A headline on deerhuntingchat.com calls the possible presidential candidate a "slob hunter" for wounding a deer on Nov. 7 and then leaving for a Republican fundraiser in Iowa before the animal could be found.
One contributor wrote: "What kind of slob hunter goes out opening morning and shoots a deer knowing full well you won't have time to retrieve it or tend to it? One whose presidential ambitions override his hunting ethics, that's what kind."
The-deer-hunting-guide.com says: "A responsible hunter, who is also an ethical hunter, will be prepared to spend hours trailing a wounded deer; even come back the next day if needed. You must make every effort to retrieve a wounded animal. It's the right ethical thing to do."
Mark Johnson, executive director of the Minnesota Deer Hunters Association and an organizer of last weekend's hunt, said Pawlenty and his hunting party did everything they could to find the animal.
After the governor shot the deer at 7 a.m. from more than 200 yards away, he and his brother Dan, an accomplished hunter, went to where they last saw the animal.
Finding blood but no deer, they returned to base camp for breakfast and to consider their next move.
Due in Iowa that night for a fundraiser, Pawlenty left while others took up the search. By dusk they had found nothing and stopped. There has been no sign of the animal since.
Pawlenty has bagged only one deer -- in 2004 -- in his seven years as governor.
Jesse Ventura, investigator
Blow the dust off that old copy of the Warren Report. Jesse Ventura's got a new TV show.
Minnesota's former governor and one-time pro wrestler is gearing up for the Dec. 2 premiere of his new show on TruTV called "Conspiracy Theory with Jesse Ventura."
Every week, Ventura and "an investigative team" will "examine nefarious plots, schemes and claims," according to a network release.
Hot Dish Politics has uncovered details on the first episode: a government research facility in Alaska that may or may not emit radio waves to alter weather patterns and control people's minds. It certainly sounds nefarious.
"Jesse Ventura and his team head to Alaska to investigate, but are stopped at the gate of the facility, unable to enter and see its real purpose first-hand," says a description of the episode provided by a network rep.
Thankfully it doesn't end there.
Several "experts and eyewitnesses" are on hand to talk about the facility in Gakona, Alaska, home to the High Frequency Active Auroral Research Program (HAARP).
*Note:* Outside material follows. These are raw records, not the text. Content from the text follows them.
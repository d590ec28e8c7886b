//! Ownership-tagged handles from script objects to volumes.
//!
//! A handle either owns what it points at (volumes created by a script, or
//! a merged snapshot) or borrows a layer volume from the host image. Only
//! owned storage is released when the script object is finalized; borrowed
//! handles re-resolve their layer on every access and fail with
//! `StaleHandle` once the layer or image is gone.

use std::cell::{Cell, RefCell};
use std::rc::{Rc, Weak};

use crate::core::error::Error;
use crate::core::types::Result;
use crate::voxel::{Image, Layer, LayerId, Volume};

/// Counters for script-visible handles, used to check finalization.
#[derive(Debug, Default)]
pub struct BridgeStats {
    live_owned: Cell<usize>,
    finalized_owned: Cell<usize>,
    finalized_borrowed: Cell<usize>,
}

impl BridgeStats {
    pub fn new() -> Rc<Self> {
        Rc::new(Self::default())
    }

    /// Owned handles currently reachable from scripts (not yet finalized)
    pub fn live_owned(&self) -> usize {
        self.live_owned.get()
    }

    /// Owned handles released by the finalization hook
    pub fn finalized_owned(&self) -> usize {
        self.finalized_owned.get()
    }

    /// Borrowed handles dropped without touching host storage
    pub fn finalized_borrowed(&self) -> usize {
        self.finalized_borrowed.get()
    }

    pub(crate) fn on_created(&self, owned: bool) {
        if owned {
            self.live_owned.set(self.live_owned.get() + 1);
        }
    }

    pub(crate) fn on_finalized(&self, owned: bool) {
        if owned {
            self.live_owned.set(self.live_owned.get().saturating_sub(1));
            self.finalized_owned.set(self.finalized_owned.get() + 1);
        } else {
            self.finalized_borrowed.set(self.finalized_borrowed.get() + 1);
        }
    }
}

/// Non-owning reference to the host image.
#[derive(Clone, Debug)]
pub struct ImageRef(Weak<RefCell<Image>>);

impl ImageRef {
    pub fn new(image: &Rc<RefCell<Image>>) -> Self {
        Self(Rc::downgrade(image))
    }

    fn upgrade(&self) -> Result<Rc<RefCell<Image>>> {
        self.0
            .upgrade()
            .ok_or_else(|| Error::StaleHandle("image has been closed".to_string()))
    }

    pub fn read<R>(&self, f: impl FnOnce(&Image) -> R) -> Result<R> {
        let image = self.upgrade()?;
        let guard = image
            .try_borrow()
            .map_err(|_| Error::Busy("image".to_string()))?;
        Ok(f(&guard))
    }

    pub fn write<R>(&self, f: impl FnOnce(&mut Image) -> R) -> Result<R> {
        let image = self.upgrade()?;
        let mut guard = image
            .try_borrow_mut()
            .map_err(|_| Error::Busy("image".to_string()))?;
        Ok(f(&mut guard))
    }
}

/// Non-owning reference to one layer of the host image.
#[derive(Clone, Debug)]
pub struct LayerRef {
    image: ImageRef,
    layer: LayerId,
}

impl LayerRef {
    pub fn new(image: ImageRef, layer: LayerId) -> Self {
        Self { image, layer }
    }

    pub fn id(&self) -> LayerId {
        self.layer
    }

    fn stale(&self) -> Error {
        Error::StaleHandle(format!("layer {} no longer exists", self.layer.0))
    }

    pub fn read<R>(&self, f: impl FnOnce(&Layer) -> R) -> Result<R> {
        self.image
            .read(|image| image.layer(self.layer).map(f))?
            .ok_or_else(|| self.stale())
    }

    pub fn write<R>(&self, f: impl FnOnce(&mut Layer) -> R) -> Result<R> {
        self.image
            .write(|image| image.layer_mut(self.layer).map(f))?
            .ok_or_else(|| self.stale())
    }
}

/// What a script volume object refers to.
#[derive(Debug)]
pub enum VolumeHandle {
    /// Created by the script (`Volume()`, `copy()`); freed on finalization.
    Owned(RefCell<Volume>),
    /// Merged view of the image layers; read-only, freed on finalization.
    Merged(Rc<Volume>),
    /// A layer's volume, owned by the host image.
    Borrowed(LayerRef),
}

impl VolumeHandle {
    /// True if finalizing the script object releases the storage
    pub fn is_owned(&self) -> bool {
        !matches!(self, VolumeHandle::Borrowed(_))
    }

    pub fn read<R>(&self, f: impl FnOnce(&Volume) -> R) -> Result<R> {
        match self {
            VolumeHandle::Owned(volume) => {
                let guard = volume
                    .try_borrow()
                    .map_err(|_| Error::Busy("volume".to_string()))?;
                Ok(f(&guard))
            }
            VolumeHandle::Merged(volume) => Ok(f(volume)),
            VolumeHandle::Borrowed(layer) => layer.read(|l| f(l.volume())),
        }
    }

    pub fn write<R>(&self, f: impl FnOnce(&mut Volume) -> R) -> Result<R> {
        match self {
            VolumeHandle::Owned(volume) => {
                let mut guard = volume
                    .try_borrow_mut()
                    .map_err(|_| Error::Busy("volume".to_string()))?;
                Ok(f(&mut guard))
            }
            VolumeHandle::Merged(_) => Err(Error::ReadOnly("merged layers volume".to_string())),
            VolumeHandle::Borrowed(layer) => layer.write(|l| f(l.volume_mut())),
        }
    }

    /// Independent copy of the current content, taken without holding any
    /// borrow afterwards.
    pub fn snapshot(&self) -> Result<Volume> {
        self.read(Volume::copy)
    }
}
The description of HAARP on its website may be what roused Ventura's conspiratorial senses:
"HAARP is a scientific endeavor aimed at studying the properties and behavior of the ionosphere, with particular emphasis on being able to understand and use it to enhance communications and surveillance systems for both civilian and defense purposes."
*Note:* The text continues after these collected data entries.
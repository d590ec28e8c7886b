//! Editor host loop
//!
//! The editor owns the open image and the script host. Requests (run a
//! command, import, export, run a script file) are queued and executed
//! synchronously at the next frame tick. Failures are logged and kept in a
//! bounded history; they never stop the loop.

pub mod context;

pub use context::EditorContext;

use std::collections::VecDeque;
use std::fmt;
use std::path::{Path, PathBuf};

use crate::core::config::EngineConfig;
use crate::core::time::FrameTimer;
use crate::core::types::Result;
use crate::scripting::ScriptHost;
use crate::voxel::Image;

/// Work queued for the next frame.
#[derive(Clone, Debug, PartialEq, Eq)]
pub enum EditorRequest {
    RunCommand(String),
    Export { path: String, format: Option<String> },
    Import { path: String, format: Option<String> },
    /// Run a script file with `args` published as the global `arg` table.
    RunScript { path: PathBuf, args: Vec<String> },
}

impl fmt::Display for EditorRequest {
    fn fmt(&self, f: &mut fmt::Formatter<'_>) -> fmt::Result {
        match self {
            EditorRequest::RunCommand(name) => write!(f, "command '{name}'"),
            EditorRequest::Export { path, .. } => write!(f, "export to {path}"),
            EditorRequest::Import { path, .. } => write!(f, "import from {path}"),
            EditorRequest::RunScript { path, .. } => write!(f, "script {}", path.display()),
        }
    }
}

/// A failed request, as shown to the user.
#[derive(Clone, Debug)]
pub struct FrameError {
    pub frame: u64,
    pub request: String,
    pub message: String,
}

pub struct Editor {
    config: EngineConfig,
    context: EditorContext,
    host: ScriptHost,
    queue: VecDeque<EditorRequest>,
    errors: VecDeque<FrameError>,
    timer: FrameTimer,
}

impl Editor {
    /// Editor with a fresh one-layer image.
    pub fn new(config: EngineConfig) -> Result<Self> {
        Self::with_image(config, Image::new())
    }

    pub fn with_image(config: EngineConfig, image: Image) -> Result<Self> {
        let host = ScriptHost::new(&config)?;
        let timer = FrameTimer::new(config.frame_interval());
        log::info!(
            "Editor ready (trust level {:?}, {} fps)",
            config.trust_level,
            config.frame_rate
        );
        Ok(Self {
            config,
            context: EditorContext::new(image),
            host,
            queue: VecDeque::new(),
            errors: VecDeque::new(),
            timer,
        })
    }

    /// Run the startup scripts of `dir`. See [`ScriptHost::load_dir`].
    pub fn load_scripts_dir(&mut self, dir: impl AsRef<Path>) -> Result<usize> {
        self.host.install_context(self.context.image(), self.context.frame())?;
        self.host.load_dir(dir)
    }

    /// Queue a request for the next tick.
    pub fn request(&mut self, request: EditorRequest) {
        log::debug!("Queued {}", request);
        self.queue.push_back(request);
    }

    /// Advance one frame and run every queued request. Returns the number
    /// of requests processed.
    pub fn tick(&mut self) -> usize {
        let frame = self.timer.tick();
        self.context.set_frame(frame);

        if let Err(e) = self.host.install_context(self.context.image(), frame) {
            self.record_error("context", e.to_string());
        }

        let pending: Vec<EditorRequest> = self.queue.drain(..).collect();
        for request in &pending {
            if let Err(e) = self.dispatch(request) {
                self.record_error(&request.to_string(), e.to_string());
            }
        }

        log::trace!("Frame {} processed {} request(s)", frame, pending.len());
        pending.len()
    }

    fn dispatch(&self, request: &EditorRequest) -> Result<()> {
        let image = self.context.image();
        match request {
            EditorRequest::RunCommand(name) => self.host.execute(name),
            EditorRequest::Export { path, format } => self.host.export(image, path, format.as_deref()),
            EditorRequest::Import { path, format } => self.host.import(image, path, format.as_deref()),
            EditorRequest::RunScript { path, args } => self.host.run_file_with_args(path, args),
        }
    }

    fn record_error(&mut self, request: &str, message: String) {
        log::error!("Frame {}: {} failed: {}", self.context.frame(), request, message);
        if self.config.max_error_history == 0 {
            return;
        }
        while self.errors.len() >= self.config.max_error_history {
            self.errors.pop_front();
        }
        self.errors.push_back(FrameError {
            frame: self.context.frame(),
            request: request.to_string(),
            message,
        });
    }

    /// Run `frames` ticks, sleeping between them at the configured rate.
    pub fn run_frames(&mut self, frames: u64) {
        for _ in 0..frames {
            self.tick();
            self.timer.wait_next();
        }
    }

    /// Tick until the request queue is empty.
    pub fn run_until_idle(&mut self) {
        while !self.queue.is_empty() {
            self.tick();
        }
    }

    pub fn is_idle(&self) -> bool {
        self.queue.is_empty()
    }

    /// Recent failures, oldest first.
    pub fn errors(&self) -> impl Iterator<Item = &FrameError> {
        self.errors.iter()
    }

    pub fn context(&self) -> &EditorContext {
        &self.context
    }

    pub fn host(&self) -> &ScriptHost {
        &self.host
    }

    pub fn config(&self) -> &EngineConfig {
        &self.config
    }
}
The show premieres Dec. 2 at 10 p.m.
Fig leaf slippage
Iowa, Florida, New Hampshire.
All states crucial to any serious presidential contender. All on Gov. Tim Pawlenty's travel schedule.
The governor, who publicly demurs on any 2012 aspirations, gave a televised speech to Iowa Republicans this month, was in Florida on Friday to address the monied Naples crowd and will enjoy New Hampshire's lovely winter weather next month when he drops in to raise funds for politicians there.
Pawlenty's new PAC helps fund his travels and seed others' campaigns.
To paraphrase the great philosopher and singer of "Sk8er Boi," Avril Levigne: Could he make it any more obvious?